The implementation language for MPI is different in general from the language or languages it seeks to support at runtime. Most MPI implementations are done in a combination of C, C++ and assembly language, and target C, C++, and Fortran programmers. However, the implementation language and the end-user language are in principle always decoupled.

The initial implementation of the MPI 1.x standard was MPICH, from Argonne National Laboratory (correctly pronounced MPI-C-H, not pronounced as a single syllable) and Mississippi State University. IBM also was an early implementor of the MPI standard, and most supercomputer companies of the early 1990s either commercialized MPICH, or built their own implementation of the MPI 1.x standard. LAM/MPI from Ohio Supercomputing Center was another early open implementation. Argonne National Laboratory has continued developing MPICH for over a decade, and now offers MPICH 2, which is an implementation of the MPI-2.1 standard. LAM/MPI, and a number of other MPI efforts recently merged to form a new world-wide project, called the Open MPI implementation, but this name does not imply any connection with a special form of the standard. There are many other efforts that are derivatives of MPICH, LAM, and other works, too numerous to name here. Recently, Microsoft added an MPI effort to their Cluster Computing Kit (2005), based on MPICH 2. MPI has become and remains a vital interface for concurrent programming to this date.

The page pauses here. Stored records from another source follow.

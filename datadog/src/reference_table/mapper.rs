//! Conversion between [`TableDescriptor`] and the wire payloads

use tfplug::AttributePath;

use crate::api::reference_tables::{
    self as wire, AccessDetailsPayload, CreateTableAttributes, CreateTableData,
    CreateTableRequest, FileMetadataPayload, PatchTableAttributes, PatchTableData,
    PatchTableRequest, TableData, TableList, TableResult, REFERENCE_TABLE_TYPE,
};

use super::error::{ReferenceTableError, Result};
use super::model::{
    FieldType, FileMetadata, SchemaField, SourceType, TableDescriptor, TableSchema,
};

/// Builds the create payload
///
/// `description` and `tags` are left out entirely when unset. Cloud storage
/// sources are always created with syncing enabled.
pub fn encode_create(desired: &TableDescriptor) -> Result<CreateTableRequest> {
    let file_metadata = match &desired.file_metadata {
        Some(FileMetadata::LocalFile { upload_id }) => FileMetadataPayload::LocalFile {
            upload_id: upload_id.clone(),
        },
        Some(FileMetadata::CloudStorage { access_details }) => FileMetadataPayload::CloudStorage {
            access_details: AccessDetailsPayload {
                storage_type: access_details.storage_type.as_str().to_string(),
                region: access_details.region.clone(),
                bucket_name: access_details.bucket_name.clone(),
                key_path: access_details.key_path.clone(),
            },
            sync_enabled: true,
        },
        None => {
            return Err(ReferenceTableError::MissingRequiredUnionVariant {
                path: AttributePath::new("file_metadata"),
            })
        }
    };

    Ok(CreateTableRequest {
        data: CreateTableData {
            data_type: REFERENCE_TABLE_TYPE.to_string(),
            attributes: CreateTableAttributes {
                table_name: desired.table_name.clone(),
                source: desired.source.as_str().to_string(),
                schema: encode_schema(&desired.schema),
                file_metadata,
                description: desired.description.clone(),
                tags: desired.tags.clone(),
            },
        },
    })
}

/// Builds the patch payload. Only the mutable attributes are sent, and unset
/// ones go out as nulls so the server drops any previous value.
pub fn encode_update(desired: &TableDescriptor) -> PatchTableRequest {
    PatchTableRequest {
        data: PatchTableData {
            data_type: REFERENCE_TABLE_TYPE.to_string(),
            attributes: PatchTableAttributes {
                schema: encode_schema(&desired.schema),
                description: desired.description.clone(),
                tags: desired.tags.clone(),
            },
        },
    }
}

fn encode_schema(schema: &TableSchema) -> wire::TableSchema {
    wire::TableSchema::new(
        schema
            .fields
            .iter()
            .map(|field| wire::SchemaField::new(&field.name, field.field_type.as_str()))
            .collect(),
        schema.primary_keys.clone(),
    )
}

/// Decodes a single-table response, envelope included
pub fn decode_result(result: &TableResult) -> Result<TableDescriptor> {
    let mut unparsed: Vec<String> = result.unparsed.keys().cloned().collect();
    unparsed.extend(
        unparsed_fields(&result.data)
            .into_iter()
            .map(|field| format!("data.{}", field)),
    );
    if !unparsed.is_empty() {
        unparsed.sort();
        return Err(ReferenceTableError::UnparsedResponseField { fields: unparsed });
    }
    decode(&result.data)
}

/// Builds a fresh descriptor from a response record
///
/// Optional attributes the server left out come back as `None`, so stale
/// values never survive a read. `file_metadata` is not part of the response
/// model and is always `None` here.
pub fn decode(data: &TableData) -> Result<TableDescriptor> {
    let unparsed = unparsed_fields(data);
    if !unparsed.is_empty() {
        return Err(ReferenceTableError::UnparsedResponseField { fields: unparsed });
    }

    let id = data.id.clone().ok_or_else(|| missing("id"))?;
    let attributes = data.attributes.as_ref().ok_or_else(|| missing("attributes"))?;

    let table_name = attributes
        .table_name
        .clone()
        .ok_or_else(|| missing("attributes.table_name"))?;
    let source = attributes
        .source
        .as_deref()
        .ok_or_else(|| missing("attributes.source"))?;
    let source = SourceType::parse(&AttributePath::new("source"), source)?;
    let schema = attributes
        .schema
        .as_ref()
        .ok_or_else(|| missing("attributes.schema"))?;

    Ok(TableDescriptor {
        id: Some(id),
        table_name,
        description: attributes.description.clone(),
        source,
        schema: decode_schema(schema)?,
        file_metadata: None,
        tags: attributes.tags.clone(),
        created_by: attributes.created_by.clone(),
        last_updated_by: attributes.last_updated_by.clone(),
        row_count: attributes.row_count,
        status: attributes.status.clone(),
        updated_at: attributes.updated_at.clone(),
    })
}

fn decode_schema(schema: &wire::TableSchema) -> Result<TableSchema> {
    let fields_path = AttributePath::new("schema").attribute("fields");
    let fields = schema
        .fields
        .iter()
        .enumerate()
        .map(|(i, field)| {
            let path = fields_path.clone().index(i as i64).attribute("type");
            Ok(SchemaField {
                name: field.name.clone(),
                field_type: FieldType::parse(&path, &field.field_type)?,
            })
        })
        .collect::<Result<Vec<_>>>()?;

    Ok(TableSchema {
        fields,
        primary_keys: schema.primary_keys.clone(),
    })
}

/// Names of response keys this client does not model, as dotted paths
/// relative to the table record
pub fn unparsed_fields(data: &TableData) -> Vec<String> {
    let mut fields: Vec<String> = data.unparsed.keys().cloned().collect();
    if let Some(attributes) = &data.attributes {
        fields.extend(
            attributes
                .unparsed
                .keys()
                .map(|key| format!("attributes.{}", key)),
        );
        if let Some(schema) = &attributes.schema {
            fields.extend(
                schema
                    .unparsed
                    .keys()
                    .map(|key| format!("attributes.schema.{}", key)),
            );
            for (i, field) in schema.fields.iter().enumerate() {
                fields.extend(
                    field
                        .unparsed
                        .keys()
                        .map(|key| format!("attributes.schema.fields[{}].{}", i, key)),
                );
            }
        }
    }
    fields.sort();
    fields
}

/// Same as [`unparsed_fields`] for every listed table, plus envelope keys
pub fn list_unparsed_fields(list: &TableList) -> Vec<String> {
    let mut fields: Vec<String> = list.unparsed.keys().cloned().collect();
    for (i, table) in list.data.iter().enumerate() {
        fields.extend(
            unparsed_fields(table)
                .into_iter()
                .map(|field| format!("data[{}].{}", i, field)),
        );
    }
    fields.sort();
    fields
}

fn missing(field: &str) -> ReferenceTableError {
    ReferenceTableError::MissingResponseField {
        field: field.to_string(),
    }
}
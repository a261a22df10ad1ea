//! Context implementation for request-scoped cancellation
//!
//! Every trait method takes a Context as its first parameter. Providers race
//! their remote calls against `Context::cancelled()` so that a cancelled
//! Terraform operation aborts promptly instead of waiting on the network.

use std::sync::Arc;
use std::time::{Duration, Instant};
use tokio::sync::watch;
use tokio::time;

/// Context carries the deadline and cancellation signal of one request
#[derive(Clone)]
pub struct Context {
    inner: Arc<ContextInner>,
}

struct ContextInner {
    deadline: Option<Instant>,
    done: watch::Receiver<bool>,
    done_tx: watch::Sender<bool>,
}

impl Context {
    pub fn new() -> Self {
        let (done_tx, done) = watch::channel(false);

        Self {
            inner: Arc::new(ContextInner {
                deadline: None,
                done,
                done_tx,
            }),
        }
    }

    /// Returns a fresh context that cancels itself once the timeout elapses.
    /// Must be called from within a tokio runtime.
    pub fn with_timeout(self, timeout: Duration) -> Self {
        let deadline = Instant::now() + timeout;
        let (done_tx, done) = watch::channel(false);

        let timer_tx = done_tx.clone();
        tokio::spawn(async move {
            time::sleep_until(deadline.into()).await;
            let _ = timer_tx.send(true);
        });

        Self {
            inner: Arc::new(ContextInner {
                deadline: Some(deadline),
                done,
                done_tx,
            }),
        }
    }

    pub fn is_cancelled(&self) -> bool {
        *self.inner.done.borrow()
    }

    pub fn deadline(&self) -> Option<Instant> {
        self.inner.deadline
    }

    /// Returns a channel that flips to true when work done on behalf of this
    /// context should be cancelled
    pub fn done(&self) -> watch::Receiver<bool> {
        self.inner.done.clone()
    }

    /// Resolves once the context is cancelled; never resolves otherwise
    pub async fn cancelled(&self) {
        let mut done = self.done();
        loop {
            if *done.borrow_and_update() {
                return;
            }
            if done.changed().await.is_err() {
                // Sender gone without cancelling: nothing will ever cancel us
                std::future::pending::<()>().await;
            }
        }
    }

    pub fn cancel(&self) {
        let _ = self.inner.done_tx.send(true);
    }
}

impl Default for Context {
    fn default() -> Self {
        Self::new()
    }
}
//! Resource implementations

pub mod reference_table;

pub use reference_table::ReferenceTableResource;
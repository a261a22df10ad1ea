//! Conversion between [`TableDescriptor`] and Terraform values

use tfplug::{AttributePath, Dynamic, DynamicValue, TfplugError};

use super::error::{ReferenceTableError, Result};
use super::model::{
    AccessDetails, FieldType, FileMetadata, SchemaField, SourceType, StorageType,
    TableDescriptor, TableSchema,
};

/// Reads a config, plan or state object into a descriptor
///
/// Enum-typed strings are validated here. `file_metadata` becomes `None` when
/// neither variant is set; when both are, `upload_id` wins.
pub fn descriptor_from_value(value: &DynamicValue) -> Result<TableDescriptor> {
    let table_name = required_string(value, &AttributePath::new("table_name"))?;
    let source_path = AttributePath::new("source");
    let source = SourceType::parse(&source_path, &required_string(value, &source_path)?)?;

    let mut descriptor = TableDescriptor::new(table_name, source, schema_from_value(value)?);
    descriptor.id = optional_string(value, &AttributePath::new("id"))?;
    descriptor.description = optional_string(value, &AttributePath::new("description"))?;
    descriptor.file_metadata = file_metadata_from_value(value)?;
    descriptor.tags = optional_string_list(value, &AttributePath::new("tags"))?;
    descriptor.created_by = optional_string(value, &AttributePath::new("created_by"))?;
    descriptor.last_updated_by = optional_string(value, &AttributePath::new("last_updated_by"))?;
    descriptor.status = optional_string(value, &AttributePath::new("status"))?;
    descriptor.updated_at = optional_string(value, &AttributePath::new("updated_at"))?;
    descriptor.row_count = match value.get(&AttributePath::new("row_count")) {
        Ok(Dynamic::Number(n)) => Some(*n as i64),
        _ => None,
    };

    Ok(descriptor)
}

fn schema_from_value(value: &DynamicValue) -> Result<TableSchema> {
    let fields_path = AttributePath::new("schema").attribute("fields");
    let items = value
        .get_list(&fields_path)
        .map_err(|e| invalid(&fields_path, e))?;

    let mut fields = Vec::with_capacity(items.len());
    for i in 0..items.len() {
        let field_path = fields_path.clone().index(i as i64);
        let name = required_string(value, &field_path.clone().attribute("name"))?;
        let type_path = field_path.attribute("type");
        let field_type = FieldType::parse(&type_path, &required_string(value, &type_path)?)?;
        fields.push(SchemaField { name, field_type });
    }

    let keys_path = AttributePath::new("schema").attribute("primary_keys");
    let primary_keys = optional_string_list(value, &keys_path)?.ok_or_else(|| {
        ReferenceTableError::InvalidConfiguration {
            path: keys_path.clone(),
            reason: "primary_keys is required".to_string(),
        }
    })?;

    Ok(TableSchema {
        fields,
        primary_keys,
    })
}

/// Reads the write-only `file_metadata` block, if any variant is set
pub fn file_metadata_from_value(value: &DynamicValue) -> Result<Option<FileMetadata>> {
    let root = AttributePath::new("file_metadata");

    if let Some(upload_id) = optional_string(value, &root.clone().attribute("upload_id"))? {
        return Ok(Some(FileMetadata::LocalFile { upload_id }));
    }

    let details = root.attribute("access_details");
    match value.get(&details) {
        Ok(d) if d.is_set() => {}
        _ => return Ok(None),
    }

    let type_path = details.clone().attribute("type");
    let storage_type = StorageType::parse(&type_path, &required_string(value, &type_path)?)?;

    Ok(Some(FileMetadata::CloudStorage {
        access_details: AccessDetails {
            storage_type,
            region: optional_string(value, &details.clone().attribute("region"))?,
            bucket_name: required_string(value, &details.clone().attribute("bucket_name"))?,
            key_path: required_string(value, &details.attribute("key_path"))?,
        },
    }))
}

/// Full resource state, `file_metadata` included
pub fn descriptor_to_value(descriptor: &TableDescriptor) -> DynamicValue {
    let mut value = data_source_value(descriptor);
    if let Dynamic::Map(map) = &mut value.value {
        map.insert(
            "file_metadata".to_string(),
            file_metadata_to_dynamic(descriptor.file_metadata.as_ref()),
        );
    }
    value
}

/// State for the data source, which has no `file_metadata`
pub fn data_source_value(descriptor: &TableDescriptor) -> DynamicValue {
    let fields = descriptor
        .schema
        .fields
        .iter()
        .map(|field| {
            Dynamic::object([
                ("name", Dynamic::string(&field.name)),
                ("type", Dynamic::string(field.field_type.as_str())),
            ])
        })
        .collect();

    DynamicValue::new(Dynamic::object([
        ("id", Dynamic::from_option(descriptor.id.clone())),
        ("table_name", Dynamic::string(&descriptor.table_name)),
        ("description", Dynamic::from_option(descriptor.description.clone())),
        ("source", Dynamic::string(descriptor.source.as_str())),
        (
            "schema",
            Dynamic::object([
                ("fields", Dynamic::List(fields)),
                (
                    "primary_keys",
                    Dynamic::string_list(descriptor.schema.primary_keys.iter().cloned()),
                ),
            ]),
        ),
        (
            "tags",
            descriptor
                .tags
                .as_ref()
                .map(|tags| Dynamic::string_list(tags.iter().cloned()))
                .unwrap_or(Dynamic::Null),
        ),
        ("created_by", Dynamic::from_option(descriptor.created_by.clone())),
        (
            "last_updated_by",
            Dynamic::from_option(descriptor.last_updated_by.clone()),
        ),
        (
            "row_count",
            descriptor
                .row_count
                .map(|n| Dynamic::Number(n as f64))
                .unwrap_or(Dynamic::Null),
        ),
        ("status", Dynamic::from_option(descriptor.status.clone())),
        ("updated_at", Dynamic::from_option(descriptor.updated_at.clone())),
    ]))
}

fn file_metadata_to_dynamic(file_metadata: Option<&FileMetadata>) -> Dynamic {
    match file_metadata {
        None => Dynamic::Null,
        Some(FileMetadata::LocalFile { upload_id }) => Dynamic::object([
            ("upload_id", Dynamic::string(upload_id)),
            ("access_details", Dynamic::Null),
        ]),
        Some(FileMetadata::CloudStorage { access_details }) => Dynamic::object([
            ("upload_id", Dynamic::Null),
            (
                "access_details",
                Dynamic::object([
                    ("type", Dynamic::string(access_details.storage_type.as_str())),
                    ("region", Dynamic::from_option(access_details.region.clone())),
                    ("bucket_name", Dynamic::string(&access_details.bucket_name)),
                    ("key_path", Dynamic::string(&access_details.key_path)),
                ]),
            ),
        ]),
    }
}

fn required_string(value: &DynamicValue, path: &AttributePath) -> Result<String> {
    value.get_string(path).map_err(|e| invalid(path, e))
}

fn optional_string(value: &DynamicValue, path: &AttributePath) -> Result<Option<String>> {
    value.get_optional_string(path).map_err(|e| invalid(path, e))
}

fn optional_string_list(value: &DynamicValue, path: &AttributePath) -> Result<Option<Vec<String>>> {
    let Some(items) = value.get_optional_list(path).map_err(|e| invalid(path, e))? else {
        return Ok(None);
    };

    items
        .iter()
        .enumerate()
        .map(|(i, item)| {
            item.as_str().map(str::to_string).ok_or_else(|| {
                ReferenceTableError::InvalidConfiguration {
                    path: path.clone().index(i as i64),
                    reason: format!("expected string, got {}", item.type_name()),
                }
            })
        })
        .collect::<Result<Vec<_>>>()
        .map(Some)
}

fn invalid(path: &AttributePath, error: TfplugError) -> ReferenceTableError {
    let reason = if error.is_missing() {
        "value is required".to_string()
    } else {
        error.to_string()
    };
    ReferenceTableError::InvalidConfiguration {
        path: path.clone(),
        reason,
    }
}

#[cfg(test)]
mod tests {
    use super::*;

    fn config(file_metadata: Dynamic) -> DynamicValue {
        DynamicValue::new(Dynamic::object([
            ("id", Dynamic::Unknown),
            ("table_name", Dynamic::string("t1")),
            ("description", Dynamic::Null),
            ("source", Dynamic::string("S3")),
            (
                "schema",
                Dynamic::object([
                    (
                        "fields",
                        Dynamic::List(vec![
                            Dynamic::object([
                                ("name", Dynamic::string("id")),
                                ("type", Dynamic::string("STRING")),
                            ]),
                            Dynamic::object([
                                ("name", Dynamic::string("value")),
                                ("type", Dynamic::string("DOUBLE")),
                            ]),
                        ]),
                    ),
                    ("primary_keys", Dynamic::string_list(["id"])),
                ]),
            ),
            ("file_metadata", file_metadata),
            ("tags", Dynamic::Null),
            ("row_count", Dynamic::Unknown),
        ]))
    }

    fn s3_metadata() -> Dynamic {
        Dynamic::object([
            ("upload_id", Dynamic::Null),
            (
                "access_details",
                Dynamic::object([
                    ("type", Dynamic::string("s3")),
                    ("region", Dynamic::Null),
                    ("bucket_name", Dynamic::string("b")),
                    ("key_path", Dynamic::string("p")),
                ]),
            ),
        ])
    }

    #[test]
    fn reads_config_into_descriptor() {
        let descriptor = descriptor_from_value(&config(s3_metadata())).unwrap();

        assert_eq!(descriptor.id, None);
        assert_eq!(descriptor.table_name, "t1");
        assert_eq!(descriptor.source, SourceType::S3);
        assert_eq!(descriptor.schema.fields[1].field_type, FieldType::Double);
        assert_eq!(descriptor.schema.primary_keys, vec!["id"]);
        assert_eq!(descriptor.tags, None);
        assert_eq!(descriptor.row_count, None);
        match descriptor.file_metadata {
            Some(FileMetadata::CloudStorage { access_details }) => {
                assert_eq!(access_details.storage_type, StorageType::S3);
                assert_eq!(access_details.region, None);
                assert_eq!(access_details.bucket_name, "b");
            }
            other => panic!("Expected cloud storage, got {:?}", other),
        }
    }

    #[test]
    fn unknown_source_names_the_field() {
        let mut value = config(s3_metadata());
        value
            .set_string(&AttributePath::new("source"), "WEIRD".to_string())
            .unwrap();

        match descriptor_from_value(&value) {
            Err(ReferenceTableError::InvalidEnumValue { path, value, .. }) => {
                assert_eq!(path.to_string(), "source");
                assert_eq!(value, "WEIRD");
            }
            other => panic!("Expected InvalidEnumValue, got {:?}", other),
        }
    }

    #[test]
    fn unknown_storage_type_names_the_nested_field() {
        let mut value = config(s3_metadata());
        value
            .set_string(
                &AttributePath::new("file_metadata")
                    .attribute("access_details")
                    .attribute("type"),
                "S3".to_string(),
            )
            .unwrap();

        match descriptor_from_value(&value) {
            Err(ReferenceTableError::InvalidEnumValue { path, .. }) => {
                assert_eq!(path.to_string(), "file_metadata.access_details.type")
            }
            other => panic!("Expected InvalidEnumValue, got {:?}", other),
        }
    }

    #[test]
    fn upload_id_takes_precedence() {
        let metadata = Dynamic::object([
            ("upload_id", Dynamic::string("upload-1")),
            ("access_details", Dynamic::Null),
        ]);
        let descriptor = descriptor_from_value(&config(metadata)).unwrap();
        assert_eq!(
            descriptor.file_metadata,
            Some(FileMetadata::LocalFile {
                upload_id: "upload-1".to_string()
            })
        );
    }

    #[test]
    fn absent_file_metadata_is_none() {
        let descriptor = descriptor_from_value(&config(Dynamic::Null)).unwrap();
        assert_eq!(descriptor.file_metadata, None);

        let empty = Dynamic::object([
            ("upload_id", Dynamic::Null),
            ("access_details", Dynamic::Null),
        ]);
        let descriptor = descriptor_from_value(&config(empty)).unwrap();
        assert_eq!(descriptor.file_metadata, None);
    }

    #[test]
    fn missing_table_name_is_a_configuration_error() {
        let mut value = config(s3_metadata());
        value.set_null(&AttributePath::new("table_name")).unwrap();

        match descriptor_from_value(&value) {
            Err(ReferenceTableError::InvalidConfiguration { path, .. }) => {
                assert_eq!(path.to_string(), "table_name")
            }
            other => panic!("Expected InvalidConfiguration, got {:?}", other),
        }
    }

    #[test]
    fn state_round_trips_through_descriptor() {
        let mut descriptor = descriptor_from_value(&config(s3_metadata())).unwrap();
        descriptor.id = Some("tbl-1".to_string());
        descriptor.tags = Some(vec![]);
        descriptor.row_count = Some(5);
        descriptor.status = Some("DONE".to_string());

        let state = descriptor_to_value(&descriptor);
        assert_eq!(
            state.get_list(&AttributePath::new("tags")).unwrap(),
            Vec::<Dynamic>::new()
        );
        assert_eq!(state.get_number(&AttributePath::new("row_count")).unwrap(), 5.0);
        assert!(state
            .get(&AttributePath::new("description"))
            .unwrap()
            .is_null());

        assert_eq!(descriptor_from_value(&state).unwrap(), descriptor);
    }

    #[test]
    fn data_source_state_has_no_file_metadata() {
        let descriptor = descriptor_from_value(&config(s3_metadata())).unwrap();
        let state = data_source_value(&descriptor);
        assert!(state.get(&AttributePath::new("file_metadata")).is_err());
    }
}
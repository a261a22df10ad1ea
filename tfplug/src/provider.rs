//! Provider trait and related types

use crate::context::Context;
use crate::data_source::DataSourceWithConfigure;
use crate::resource::ResourceWithConfigure;
use crate::schema::Schema;
use crate::types::{Diagnostic, DynamicValue};
use async_trait::async_trait;
use std::any::Any;
use std::collections::HashMap;
use std::sync::Arc;

pub type ResourceFactory = Box<dyn Fn() -> Box<dyn ResourceWithConfigure> + Send + Sync>;
pub type DataSourceFactory = Box<dyn Fn() -> Box<dyn DataSourceWithConfigure> + Send + Sync>;

/// Base trait for providers
///
/// A provider is configured once; whatever it returns as `provider_data` is
/// then handed to every resource and data source it creates.
#[async_trait]
pub trait Provider: Send + Sync {
    /// Prefix shared by the provider's resource type names (e.g. "datadog")
    fn type_name(&self) -> &str;

    async fn schema(&self, ctx: Context, request: ProviderSchemaRequest) -> ProviderSchemaResponse;

    async fn configure(
        &mut self,
        ctx: Context,
        request: ConfigureProviderRequest,
    ) -> ConfigureProviderResponse;

    /// Factories keyed by resource type name
    fn resources(&self) -> HashMap<String, ResourceFactory>;

    /// Factories keyed by data source type name
    fn data_sources(&self) -> HashMap<String, DataSourceFactory>;
}

pub struct ProviderSchemaRequest;

pub struct ProviderSchemaResponse {
    pub schema: Schema,
    pub diagnostics: Vec<Diagnostic>,
}

pub struct ConfigureProviderRequest {
    pub terraform_version: String,
    pub config: DynamicValue,
}

pub struct ConfigureProviderResponse {
    pub diagnostics: Vec<Diagnostic>,
    pub provider_data: Option<Arc<dyn Any + Send + Sync>>,
}
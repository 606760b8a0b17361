//! Bit manipulation helpers shared by the permutation stage and the planner.

/// Number of bits needed to represent `x`, i.e. the position of its highest
/// set bit, plus one. Returns 0 for 0.
pub(crate) fn bit_length(x: usize) -> u32 {
    usize::BITS - x.leading_zeros()
}

/// Reverses the lowest `bits` bits of `x` and discards everything above them.
///
/// For any `x < 2^bits`, applying this twice yields `x` back.
pub(crate) fn bit_reverse(x: usize, bits: u32) -> usize {
    if bits == 0 {
        return 0;
    }
    x.reverse_bits() >> (usize::BITS - bits)
}
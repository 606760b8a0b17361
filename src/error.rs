//! Error type returned by the fallible FFT entry points.

/// Errors the transform entry points can return.
///
/// Violations of the API contract, such as a buffer length that is not a
/// power of 2, panic instead of being reported here.
#[derive(Copy, Clone, PartialEq, Eq)]
pub enum FftError {
    /// Storage for the per-stage twiddle factor table could not be reserved.
    TwiddleAllocation {
        /// Number of table entries, one per butterfly stage, that were
        /// requested from the allocator.
        stages: usize,
    },
}

impl std::fmt::Display for FftError {
    fn fmt(&self, f: &mut std::fmt::Formatter<'_>) -> std::fmt::Result {
        match self {
            Self::TwiddleAllocation { stages } => {
                write!(f, "failed to allocate the {stages} entry twiddle factor table")
            }
        }
    }
}

impl std::fmt::Debug for FftError {
    fn fmt(&self, f: &mut std::fmt::Formatter<'_>) -> std::fmt::Result {
        std::fmt::Display::fmt(&self, f)
    }
}

impl std::error::Error for FftError {}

Many Linux distributions include MPI (either or both MPICH and LAM, as particular examples), but it is best to get newest versions from MPI developer sites. Many vendors distribute customised versions of existing free software implementations which focus on better performance and stability.

Besides the mainstream of MPI programming for high performance, MPI has been used widely with Python, Perl, and Java. These communities are growing. MATLAB-based MPI appear in many forms, but no consensus on a single way of using MPI with MATLAB yet exists. The next sections detail some of these efforts.

Python

There are at least five known attempts to implement MPI for Python: mpi4py, PyPar, PyMPI, MYMPI, and the MPI submodule in ScientificPython. PyMPI is notable because it is a variant python interpreter making the multi-node application the interpreter itself, rather than the code the interpreter runs. PyMPI implements most of the MPI spec and automatically works with compiled code that needs to make MPI calls. PyPar, MYMPI, and ScientificPython's module all are designed to work like a typical module used with nothing but an import statement. They make it the coder's job to decide when and where the call to MPI_Init belongs.

OCaml

The OCamlMPI Module implements a large subset of MPI functions and is in active use in scientific computing. To get a sense of its maturity: it was reported on caml-list that an eleven thousand line OCaml program was "MPI-ified", using the module, with an additional 500 lines of code and slight restructuring and has run with excellent results on up to 170 nodes in a supercomputer.

Java

Although Java does not have an official MPI binding, there have been several attempts to bridge Java and MPI, with different degrees of success and compatibility. One of the first attempts was Bryan Carpenter's mpiJava, essentially a collection of JNI wrappers to a local C MPI library, resulting in a hybrid implementation with limited portability, which also has to be recompiled against the specific MPI library being used.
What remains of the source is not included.